You hear everyday in America to "Follow your Dreams!" When I was a kid I wanted to be an archeologist like Indiana Jones, an editor because I was constantly reading, a writer because I was constantly writing, and then a famous painter. I really thought it would be just a few years before I would be "discovered." I would have a huge loft studio where I would do encaustics and need a ladder because I was using such huge canvases. I might at times live in Paris or New York. Yep, my fallback plan was to be an art historian. I would probably dabble in some restoration and write a few books on the way to stardom. Then, I started doing more craft type arts. In college, I switched from art history to art education. I loved teaching. I took classes in weaving, printmaking, jewelry casting, drawing, painting, sculpture, photography, and ceramics. At home during the summers, I started making candles, soaps, body products, stamping, scrapbooking, and paper making. I was consumed by teaching art. After college, I worked in activities at a nursing home. I started subbing at area schools. I loved it.. I wanted to teach so much I could taste it. I went back to school to become an English teacher. I got into book making and calligraphy. I was now doing everything mixed media. Then, I left the country and collected three years worth of beads, coils, jewelry, fabric, paper, and photographs. Teaching art was a dream and a nightmare. The cleaning was unending. I was spending so much money on extra supplies. In Cairo, I would buy bags of plaster off the street with the help of my classroom "helpers." In Dhaka, I taught ms and hs kids how to do Japanese fish prints with real fish. I saw art from all over the world and I never stopped dreaming of the day when I could devote myself to art.
I always knew that I needed a big house for all of this. I thought of myself on a farm. Yes, I would homestead. I would keep bees, grow my own herbs, make a fortune selling my soap and diy stuff. I would have big looms with wool from my sheep. (Ha, okay, maybe I didn't go this far.) What really happened is, I came back, subbed, and got hired and for the next decade devoted myself to school. I did a lot of art and crafts for gifts, scrapbooks, parties, but most of what I did was for school. For ten years, I put all my creativity into teaching. Next came the day where my curriculum was replaced by a scripted program. Gone was my ability to create. I couldn't really carry out anymore fun, interesting ideas. No more using my Cricut, laminating, or using my glittery scented pens to write a journal response to a student. My journals were gone. I guess a part of me died. But I started to have time.

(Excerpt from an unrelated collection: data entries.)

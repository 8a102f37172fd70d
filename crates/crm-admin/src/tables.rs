//! Definitions of the built-in tables.
//!
//! Each table module lists its columns in storage order; the constants are the
//! column indexes used by filters, orderings and assignments.

use crm_core::schema::db::{Schema, TableId};

#[derive(Debug, Clone, Copy)]
pub(crate) struct Tables {
    pub(crate) column_metadata: TableId,
    pub(crate) crm_users: TableId,
    pub(crate) clients: TableId,
}

impl Tables {
    /// Builds the schema of the built-in tables. `base_table` names the table
    /// custom columns are added to.
    pub(crate) fn schema(base_table: &str) -> (Schema, Tables) {
        let mut schema = Schema::default();

        let tables = Tables {
            column_metadata: schema.push(column_metadata::table()),
            crm_users: schema.push(crm_users::table()),
            clients: schema.push(clients::table(base_table)),
        };

        (schema, tables)
    }
}

pub(crate) mod column_metadata {
    use crm_core::schema::db::{Column, DefaultValue, Table, Type};

    pub(crate) const NAME: &str = "column_metadata";

    pub(crate) const ID: usize = 0;
    pub(crate) const COLUMN_NAME: usize = 1;
    pub(crate) const COLUMN_TYPE: usize = 2;
    pub(crate) const DROPDOWN_OPTIONS: usize = 3;
    pub(crate) const CREATED_AT: usize = 4;

    pub(crate) const WIDTH: usize = 5;

    pub(super) fn table() -> Table {
        Table::new(
            NAME,
            vec![
                Column::new("id", Type::Uuid)
                    .primary_key()
                    .default(DefaultValue::RandomUuid),
                Column::new("column_name", Type::Text).not_null().unique(),
                Column::new("column_type", Type::Text).not_null(),
                Column::new("dropdown_options", Type::TextArray),
                Column::new("created_at", Type::Timestamptz).default(DefaultValue::Now),
            ],
        )
    }
}

pub(crate) mod crm_users {
    use crm_core::schema::db::{Column, DefaultValue, Table, Type};

    pub(crate) const NAME: &str = "crm_users";

    pub(crate) const ID: usize = 0;
    pub(crate) const EMAIL: usize = 1;
    pub(crate) const PASSWORD_HASH: usize = 2;
    pub(crate) const USER_NAME: usize = 3;
    pub(crate) const PHONE_NUMBER: usize = 4;
    pub(crate) const CREATED_AT: usize = 5;
    pub(crate) const UPDATED_AT: usize = 6;

    pub(crate) const WIDTH: usize = 7;

    pub(super) fn table() -> Table {
        Table::new(
            NAME,
            vec![
                Column::new("id", Type::Uuid)
                    .primary_key()
                    .default(DefaultValue::RandomUuid),
                Column::new("email", Type::Text).not_null().unique(),
                Column::new("password_hash", Type::Text).not_null(),
                Column::new("name", Type::Text),
                Column::new("phone_number", Type::Text).unique(),
                Column::new("created_at", Type::Timestamptz).default(DefaultValue::Now),
                Column::new("updated_at", Type::Timestamptz).default(DefaultValue::Now),
            ],
        )
    }
}

pub(crate) mod clients {
    use crm_core::schema::db::{Column, DefaultValue, Table, Type};

    pub(crate) const ID: usize = 0;
    pub(crate) const CLIENT_NAME: usize = 1;
    pub(crate) const EMAIL: usize = 2;
    pub(crate) const PHONE: usize = 3;
    pub(crate) const CREATED_AT: usize = 4;
    pub(crate) const UPDATED_AT: usize = 5;

    pub(crate) const WIDTH: usize = 6;

    pub(super) fn table(name: &str) -> Table {
        Table::new(
            name,
            vec![
                Column::new("id", Type::Uuid)
                    .primary_key()
                    .default(DefaultValue::RandomUuid),
                Column::new("name", Type::Text)
                    .not_null()
                    .default(DefaultValue::EmptyString),
                Column::new("email", Type::Text).default(DefaultValue::EmptyString),
                Column::new("phone", Type::Text).default(DefaultValue::EmptyString),
                Column::new("created_at", Type::Timestamptz).default(DefaultValue::Now),
                Column::new("updated_at", Type::Timestamptz).default(DefaultValue::Now),
            ],
        )
    }
}
use super::Operation;
use crate::{
    schema::db::TableId,
    stmt::{Filter, OrderBy},
};

/// Reads every column of the matching rows, in table column order.
#[derive(Debug, Clone, PartialEq)]
pub struct Select {
    pub table: TableId,
    pub filter: Option<Filter>,
    pub order_by: Option<OrderBy>,
}

impl From<Select> for Operation {
    fn from(value: Select) -> Self {
        Self::Select(value)
    }
}
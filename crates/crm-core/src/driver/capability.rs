#[derive(Debug)]
pub struct Capability {
    /// Structural changes (`ALTER TABLE`) can run inside a transaction and are
    /// undone by `ROLLBACK`.
    pub transactional_ddl: bool,

    /// `ADD COLUMN IF NOT EXISTS` and `DROP COLUMN IF EXISTS` are understood
    /// by the database. When false, the driver checks the live table first.
    pub column_if_exists: bool,

    /// The database has a native array type for `dropdown_options`.
    pub native_arrays: bool,
}

impl Capability {
    /// SQLite capabilities.
    pub const SQLITE: Self = Self {
        transactional_ddl: true,
        column_if_exists: false,
        native_arrays: false,
    };

    /// PostgreSQL capabilities
    pub const POSTGRESQL: Self = Self {
        column_if_exists: true,
        native_arrays: true,
        ..Self::SQLITE
    };
}
use super::Name;

use crm_core::schema::db::{Column, DefaultValue, Type};

/// A column definition as it appears in `CREATE TABLE` and `ADD COLUMN`.
#[derive(Debug, Clone)]
pub struct ColumnDef {
    /// Name of the column.
    pub name: Name,

    /// Storage type of the column.
    pub ty: Type,

    /// Whether the column has a `NOT NULL` constraint.
    pub not_null: bool,

    /// Whether the column has a `UNIQUE` constraint.
    pub unique: bool,

    /// Whether the column is the primary key.
    pub primary_key: bool,

    /// Default expression, if any.
    pub default: Option<DefaultValue>,
}

impl ColumnDef {
    pub fn from_schema(column: &Column) -> Self {
        Self {
            name: Name::from(&column.name),
            ty: column.ty,
            not_null: !column.nullable,
            unique: column.unique,
            primary_key: column.primary_key,
            default: column.default,
        }
    }
}
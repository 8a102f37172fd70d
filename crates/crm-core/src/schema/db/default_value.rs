use chrono::{DateTime, Utc};

/// Default expressions a column definition can carry.
///
/// Rendering is flavor specific and done by the SQL serializer.
#[derive(Debug, Clone, Copy, PartialEq, Eq)]
pub enum DefaultValue {
    /// `''`
    EmptyString,

    /// `0`
    Zero,

    /// `false`
    False,

    /// The current date or time, depending on the column type
    Now,

    /// A fixed point in time, rendered as a date or timestamp literal
    At(DateTime<Utc>),

    /// A random UUID generated by the database
    RandomUuid,
}

impl DefaultValue {
    /// Replaces [`DefaultValue::Now`] with the given instant.
    pub fn at(self, now: DateTime<Utc>) -> DefaultValue {
        match self {
            DefaultValue::Now => DefaultValue::At(now),
            other => other,
        }
    }
}
//! Records of the built-in tables and the live-table projection.

mod client;
pub use client::{Client, ClientUpdate, NewClient};

mod column;
pub use column::{ColumnDescriptor, ColumnUpdate, LiveColumn, NewColumn};

mod user;
pub use user::{CrmUser, NewUser, UserUpdate};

I guess I had to rediscover myself. I had started sewing. I started thinking about what I wanted to do. Of course, I was still spending a lot of time reading young adult lit. I spent some time baking and working on things for my writing club. I spent a lot of time trying to find things for this reading group I had. However, it seemed like all of that fell flat. I played around with technology and gamification. But I started to feel something...
The clutter of the house got to me. Oil paint stinks and is very messy. I tried to paint in my sewing room, but I didn't have the room. I would then move everything into my dining room. When the kids would come, I would jam everything into various rooms. Painting lay unfinished. Everything was scattered. I started to declutter and everything got moved to my garage. I tried to just "be." But I can't stop thinking of painting again. I think of when I was 15 and started to paint. I think of the times I tried to quit, but it called me back. Art will not let me go. I have to let out my creativity somehow. It is not an option. I found my OLD oil painting stuff in a box in my garage. Some of those paints are from 1993. I have canvases spread all over the house half finished. Now that I think of it, I haven't really finished a painting since 1996. My life has been a work in progress. I want to start finishing things. I want to start painting, not looking for my stuff all the time.
The whole time I've been decluttering, I've been asking myself, "What am I making room for?" Was it a man? (Nope, not unless he is a handy man!) Was it just the peace of a near empty room? Was it to go paperless and digitalize everything? Was it for the kids? They are getting bigger and have more toys. Also, I can't throw much out because the baby might want those toys when she is older. Hmm, will she really want to play with this giant rusty old truck that even Jackson never liked? (I wanted to give that one to my cousin's son. Nope, my brother wants to keep it. Who's the hoarder?)
So now I am making room to do what I love to do. Paint. Make. Sew. Glue. I will never be a famous artist. Heck, I'm not even a good painter. But I can't stop. Now watch, maybe they will tell me that I need to create a new curriculum and I'll never have time to paint a single stroke! That would be the irony of my life.
I wonder though what I can cut out from the rest. Will I really make soap again with real lye? Do I want to deal with the hassle of using my old Cricut Expressions 2? Do I need all that rubber stamping stuff? Does anyone even use stamps anymore? The worst hoard I have is my scrapbooking stuff. With a new baby in the family, I would feel terrible if I didn't make her at least one album. Jeez, every second of Jackson's babyhood was documented!